REQUIRED WORK: Every line below that holds the word "FrequencyBaseKey" must be listed.

DATASET RECORDS:
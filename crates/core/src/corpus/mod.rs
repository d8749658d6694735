//! Words, corpora and the contexts analyses iterate over.

pub mod context;
pub mod frequency;

pub use context::{ContextOptions, ContextWord, CorpusContext, FrequencyKind, SequenceType, VariantPolicy};
pub use frequency::{FrequencyBase, FrequencyBaseKey};

use serde::{Deserialize, Serialize};
use std::collections::{BTreeMap, BTreeSet};

use crate::error::{PhonoError, Result};
use crate::types::{satisfies, FeatureBundle, FeatureSystem, BOUNDARY};

/// An alternative pronunciation of a word with its own token count.
#[derive(Debug, Clone, PartialEq, Serialize, Deserialize)]
pub struct Variant {
    pub transcription: Vec<String>,
    pub frequency: f64,
}

/// A corpus entry.
#[derive(Debug, Clone, Serialize, Deserialize)]
pub struct Word {
    pub spelling: String,
    pub transcription: Vec<String>,
    #[serde(default = "default_frequency")]
    pub frequency: f64,
    #[serde(default)]
    pub variants: Vec<Variant>,
    /// Named sub-sequences of the transcription (see [`Corpus::add_tier`]).
    #[serde(default)]
    pub tiers: BTreeMap<String, Vec<String>>,
}

fn default_frequency() -> f64 {
    1.0
}

impl Word {
    pub fn new(spelling: &str, transcription: &[&str], frequency: f64) -> Self {
        Self {
            spelling: spelling.to_string(),
            transcription: transcription.iter().map(|s| s.to_string()).collect(),
            frequency,
            variants: Vec::new(),
            tiers: BTreeMap::new(),
        }
    }

    /// Word whose transcription is its spelling split into characters.
    pub fn from_spelling(spelling: &str, frequency: f64) -> Self {
        let symbols: Vec<String> = spelling.chars().map(|c| c.to_string()).collect();
        Self {
            spelling: spelling.to_string(),
            transcription: symbols,
            frequency,
            variants: Vec::new(),
            tiers: BTreeMap::new(),
        }
    }

    pub fn with_variant(mut self, transcription: &[&str], frequency: f64) -> Self {
        self.variants.push(Variant {
            transcription: transcription.iter().map(|s| s.to_string()).collect(),
            frequency,
        });
        self
    }

    pub fn spelling_sequence(&self) -> Vec<String> {
        self.spelling.chars().map(|c| c.to_string()).collect()
    }
}

impl PartialEq for Word {
    fn eq(&self, other: &Self) -> bool {
        self.spelling == other.spelling && self.transcription == other.transcription
    }
}

fn valid_frequency(f: f64) -> bool {
    f.is_finite() && f >= 0.0
}

/// A keyed collection of words plus the feature system describing them.
#[derive(Debug, Clone, Default, Serialize, Deserialize)]
pub struct Corpus {
    pub name: String,
    pub features: FeatureSystem,
    words: BTreeMap<String, Word>,
}

impl Corpus {
    pub fn new(name: &str, features: FeatureSystem) -> Self {
        Self {
            name: name.to_string(),
            features,
            words: BTreeMap::new(),
        }
    }

    /// Add a word, returning the key it was stored under.
    ///
    /// Duplicate spellings are keyed `spelling(1)`, `spelling(2)`, ...
    pub fn add_word(&mut self, word: Word) -> Result<String> {
        if !valid_frequency(word.frequency) {
            return Err(PhonoError::Config(format!(
                "word '{}' has invalid frequency {}",
                word.spelling, word.frequency
            )));
        }
        if let Some(v) = word.variants.iter().find(|v| !valid_frequency(v.frequency)) {
            return Err(PhonoError::Config(format!(
                "variant of '{}' has invalid frequency {}",
                word.spelling, v.frequency
            )));
        }

        let mut key = word.spelling.clone();
        let mut n = 0;
        while self.words.contains_key(&key) {
            n += 1;
            key = format!("{}({})", word.spelling, n);
        }
        self.words.insert(key.clone(), word);
        Ok(key)
    }

    pub fn find(&self, key: &str) -> Result<&Word> {
        self.words
            .get(key)
            .ok_or_else(|| PhonoError::WordNotFound(key.to_string()))
    }

    pub fn words(&self) -> impl Iterator<Item = &Word> {
        self.words.values()
    }

    /// `(key, word)` pairs in key order.
    pub fn entries(&self) -> impl Iterator<Item = (&str, &Word)> {
        self.words.iter().map(|(k, w)| (k.as_str(), w))
    }

    pub fn len(&self) -> usize {
        self.words.len()
    }

    pub fn is_empty(&self) -> bool {
        self.words.is_empty()
    }

    /// Sorted symbols of every transcription and variant, plus the boundary.
    pub fn inventory(&self) -> Vec<String> {
        let mut symbols: BTreeSet<&str> = BTreeSet::new();
        symbols.insert(BOUNDARY);
        for word in self.words.values() {
            symbols.extend(word.transcription.iter().map(|s| s.as_str()));
            for variant in &word.variants {
                symbols.extend(variant.transcription.iter().map(|s| s.as_str()));
            }
        }
        symbols.into_iter().map(|s| s.to_string()).collect()
    }

    /// Inventory symbols the feature system has no vector for.
    pub fn missing_specifications(&self) -> Vec<String> {
        self.inventory()
            .into_iter()
            .filter(|s| s != BOUNDARY && !self.features.contains(s))
            .collect()
    }

    /// Report missing specifications as an error the caller may ignore.
    pub fn check_specifications(&self) -> Result<()> {
        let missing = self.missing_specifications();
        if missing.is_empty() {
            Ok(())
        } else {
            log::warn!(
                "Corpus '{}': {} segment(s) lack a feature specification",
                self.name,
                missing.len()
            );
            Err(PhonoError::MissingSpecification(missing))
        }
    }

    /// Store on every word the sub-sequence of segments matching `bundle`.
    pub fn add_tier(&mut self, name: &str, bundle: &FeatureBundle) -> Result<()> {
        if bundle.is_empty() {
            return Err(PhonoError::Config(format!("tier '{}' needs at least one feature", name)));
        }
        let features = &self.features;
        for word in self.words.values_mut() {
            let mut tier = Vec::new();
            for symbol in &word.transcription {
                if satisfies(features.specify(symbol)?, bundle) {
                    tier.push(symbol.clone());
                }
            }
            word.tiers.insert(name.to_string(), tier);
        }
        log::debug!("Added tier '{}' to {} words", name, self.words.len());
        Ok(())
    }
}
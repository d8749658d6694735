//! Frequency-informed string similarity (Khorsi 2012).
//!
//! Shared material is rewarded and unshared material penalised, each
//! segment weighted by its negative log unigram probability, so rare
//! shared segments count for more than common ones.

use std::sync::Arc;

use super::DistanceAlgorithm;
use crate::corpus::{CorpusContext, FrequencyBase, FrequencyBaseKey};
use crate::error::Result;

/// Longest common contiguous run: `(start_in_a, start_in_b, length)`.
///
/// Ties resolve to the run ending earliest in `a`, then in `b`.
pub fn longest_common_substring(a: &[String], b: &[String]) -> (usize, usize, usize) {
    let mut best = (0, 0, 0);
    let mut prev = vec![0usize; b.len() + 1];
    let mut curr = vec![0usize; b.len() + 1];

    for i in 1..=a.len() {
        for j in 1..=b.len() {
            curr[j] = if a[i - 1] == b[j - 1] { prev[j - 1] + 1 } else { 0 };
            if curr[j] > best.2 {
                best = (i - curr[j], j - curr[j], curr[j]);
            }
        }
        std::mem::swap(&mut prev, &mut curr);
    }
    best
}

pub struct FrequencyWeightedSimilarity {
    base: Arc<FrequencyBase>,
}

impl FrequencyWeightedSimilarity {
    pub fn new(base: Arc<FrequencyBase>) -> Self {
        Self { base }
    }

    /// Use the context's cached unigram base.
    pub fn from_context(context: &CorpusContext<'_>) -> Result<Self> {
        Ok(Self::new(context.frequency_base(FrequencyBaseKey::unigrams())?))
    }

    fn weight(&self, segments: &[String]) -> Result<f64> {
        let mut total = 0.0;
        for s in segments {
            let p = self.base.probability(std::slice::from_ref(s))?;
            total += (1.0 / p).ln();
        }
        Ok(total)
    }
}

impl DistanceAlgorithm for FrequencyWeightedSimilarity {
    fn name(&self) -> &str {
        "khorsi"
    }

    fn score(&self, a: &[String], b: &[String]) -> Result<f64> {
        let (sa, sb, len) = longest_common_substring(a, b);
        let shared = &a[sa..sa + len];
        let leftover_a: Vec<String> = a[..sa].iter().chain(&a[sa + len..]).cloned().collect();
        let leftover_b: Vec<String> = b[..sb].iter().chain(&b[sb + len..]).cloned().collect();

        Ok(self.weight(shared)? - self.weight(&leftover_a)? - self.weight(&leftover_b)?)
    }

    fn higher_is_closer(&self) -> bool {
        true
    }
}
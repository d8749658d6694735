//! Left/right context filters restricting where a segment is counted.
//!
//! Text syntax is `LHS_RHS`. Each side is a run of positions written left
//! to right; a position is a segment symbol, `#`, a set `{a,b}` or a feature
//! bundle `[+voice,-son]`. Either side may be empty.

use serde::{Deserialize, Serialize};
use std::collections::BTreeSet;
use std::fmt;

use crate::error::{PhonoError, Result};
use crate::types::{FeatureBundle, FeatureSystem, FeatureValue, BOUNDARY};

/// Acceptable symbols at one position.
pub type SegmentSet = BTreeSet<String>;

#[derive(Debug, Clone, Default, PartialEq, Eq, Serialize, Deserialize)]
pub struct EnvironmentFilter {
    /// Positions before the target, the last one adjacent to it.
    pub lhs: Vec<SegmentSet>,
    /// Positions after the target, the first one adjacent to it.
    pub rhs: Vec<SegmentSet>,
}

fn symbol_at(sequence: &[String], position: isize) -> &str {
    if position < 0 {
        return BOUNDARY;
    }
    sequence
        .get(position as usize)
        .map(|s| s.as_str())
        .unwrap_or(BOUNDARY)
}

impl EnvironmentFilter {
    pub fn new(lhs: Vec<SegmentSet>, rhs: Vec<SegmentSet>) -> Self {
        Self { lhs, rhs }
    }

    /// Filter from single-symbol positions, e.g. `from_symbols(&["#"], &["a"])`.
    pub fn from_symbols(lhs: &[&str], rhs: &[&str]) -> Self {
        let to_sets = |side: &[&str]| -> Vec<SegmentSet> {
            side.iter()
                .map(|s| std::iter::once(s.to_string()).collect())
                .collect()
        };
        Self::new(to_sets(lhs), to_sets(rhs))
    }

    pub fn is_wildcard(&self) -> bool {
        self.lhs.is_empty() && self.rhs.is_empty()
    }

    /// True if the context around `sequence[index]` fits this filter.
    ///
    /// Positions beyond either edge of the word read as `#`.
    pub fn matches(&self, sequence: &[String], index: usize) -> bool {
        let index = index as isize;
        let n = self.lhs.len() as isize;
        let left_ok = self
            .lhs
            .iter()
            .enumerate()
            .all(|(k, set)| set.contains(symbol_at(sequence, index - n + k as isize)));
        left_ok
            && self
                .rhs
                .iter()
                .enumerate()
                .all(|(k, set)| set.contains(symbol_at(sequence, index + 1 + k as isize)))
    }

    /// Parse `LHS_RHS` against a feature system and segment inventory.
    pub fn parse(text: &str, system: &FeatureSystem, inventory: &[String]) -> Result<Self> {
        let err = |reason: String| PhonoError::Environment {
            input: text.to_string(),
            reason,
        };

        let parts: Vec<&str> = text.split('_').collect();
        if parts.len() != 2 {
            return Err(err("expected exactly one '_' marking the target".into()));
        }
        let lhs = parse_side(parts[0], system, inventory).map_err(err)?;
        let rhs = parse_side(parts[1], system, inventory).map_err(err)?;
        Ok(Self { lhs, rhs })
    }
}

/// Every filter in `filters` accepts position `index`; no filters accepts all.
pub fn satisfies_all(filters: &[EnvironmentFilter], sequence: &[String], index: usize) -> bool {
    filters.iter().all(|f| f.matches(sequence, index))
}

fn parse_side(
    side: &str,
    system: &FeatureSystem,
    inventory: &[String],
) -> std::result::Result<Vec<SegmentSet>, String> {
    let chars: Vec<char> = side.chars().filter(|c| !c.is_whitespace()).collect();
    let mut positions = Vec::new();
    let mut i = 0;

    while i < chars.len() {
        match chars[i] {
            '{' => {
                let (body, next) = take_bracketed(&chars, i, '}')?;
                let mut set = SegmentSet::new();
                for symbol in body.split(',').filter(|s| !s.is_empty()) {
                    if symbol != BOUNDARY && !inventory.iter().any(|s| s == symbol) {
                        return Err(format!("unknown segment '{}'", symbol));
                    }
                    set.insert(symbol.to_string());
                }
                if set.is_empty() {
                    return Err("empty segment set".into());
                }
                positions.push(set);
                i = next;
            }
            '[' => {
                let (body, next) = take_bracketed(&chars, i, ']')?;
                let bundle = parse_bundle(&body, system)?;
                let matched =
                    system.segments_matching(&bundle, inventory.iter().map(|s| s.as_str()));
                if matched.is_empty() {
                    return Err(format!("[{}] matches no segment in the inventory", body));
                }
                positions.push(matched.into_iter().collect());
                i = next;
            }
            '#' => {
                positions.push(std::iter::once(BOUNDARY.to_string()).collect());
                i += 1;
            }
            _ => {
                // Longest inventory symbol starting here
                let rest: String = chars[i..].iter().collect();
                let symbol = inventory
                    .iter()
                    .filter(|s| s.as_str() != BOUNDARY && rest.starts_with(s.as_str()))
                    .max_by_key(|s| s.chars().count())
                    .ok_or_else(|| format!("no inventory segment at '{}'", rest))?;
                positions.push(std::iter::once(symbol.clone()).collect());
                i += symbol.chars().count();
            }
        }
    }
    Ok(positions)
}

fn take_bracketed(
    chars: &[char],
    open: usize,
    close: char,
) -> std::result::Result<(String, usize), String> {
    let end = chars[open + 1..]
        .iter()
        .position(|&c| c == close)
        .ok_or_else(|| format!("unclosed '{}'", chars[open]))?;
    let body: String = chars[open + 1..open + 1 + end].iter().collect();
    Ok((body, open + end + 2))
}

fn parse_bundle(body: &str, system: &FeatureSystem) -> std::result::Result<FeatureBundle, String> {
    let mut bundle = FeatureBundle::new();
    for spec in body.split(',').filter(|s| !s.is_empty()) {
        let mut chars = spec.chars();
        let value = match chars.next() {
            Some('+') => FeatureValue::Plus,
            Some('-') => FeatureValue::Minus,
            Some('0') => FeatureValue::Unspecified,
            _ => return Err(format!("feature '{}' must start with +, - or 0", spec)),
        };
        let name: String = chars.collect();
        if !system.feature_names.contains(&name) {
            return Err(format!("unknown feature '{}'", name));
        }
        bundle.push((value, name));
    }
    if bundle.is_empty() {
        return Err("empty feature bundle".into());
    }
    Ok(bundle)
}

fn fmt_side(side: &[SegmentSet]) -> String {
    side.iter()
        .map(|set| {
            if set.len() == 1 {
                set.iter().next().cloned().unwrap_or_default()
            } else {
                format!("{{{}}}", set.iter().cloned().collect::<Vec<_>>().join(","))
            }
        })
        .collect()
}

impl fmt::Display for EnvironmentFilter {
    fn fmt(&self, f: &mut fmt::Formatter<'_>) -> fmt::Result {
        write!(f, "{}_{}", fmt_side(&self.lhs), fmt_side(&self.rhs))
    }
}
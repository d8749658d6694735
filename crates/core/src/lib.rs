//! Phonological analysis over word corpora.
//!
//! Feature-weighted sequence alignment, minimal-pair and entropy-based
//! functional load, predictability of distribution, and string similarity
//! measures. Analyses read a [`corpus::Corpus`] through a
//! [`corpus::CorpusContext`], which fixes the sequence type, frequency
//! weighting and variant policy for every call made against it.

pub mod contrast;
pub mod control;
pub mod corpus;
pub mod environment;
pub mod error;
pub mod similarity;
pub mod types;

pub use control::BatchControl;
pub use corpus::{ContextOptions, Corpus, CorpusContext, Word};
pub use environment::EnvironmentFilter;
pub use error::{PhonoError, Result};
pub use types::{FeatureSystem, FeatureValue, Segment, BOUNDARY};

RESPONSE AREA:
pub use frequency::{FrequencyBase, FrequencyBaseKey};
use crate::corpus::{CorpusContext, FrequencyBase, FrequencyBaseKey};
        Ok(Self::new(context.frequency_base(FrequencyBaseKey::unigrams())?))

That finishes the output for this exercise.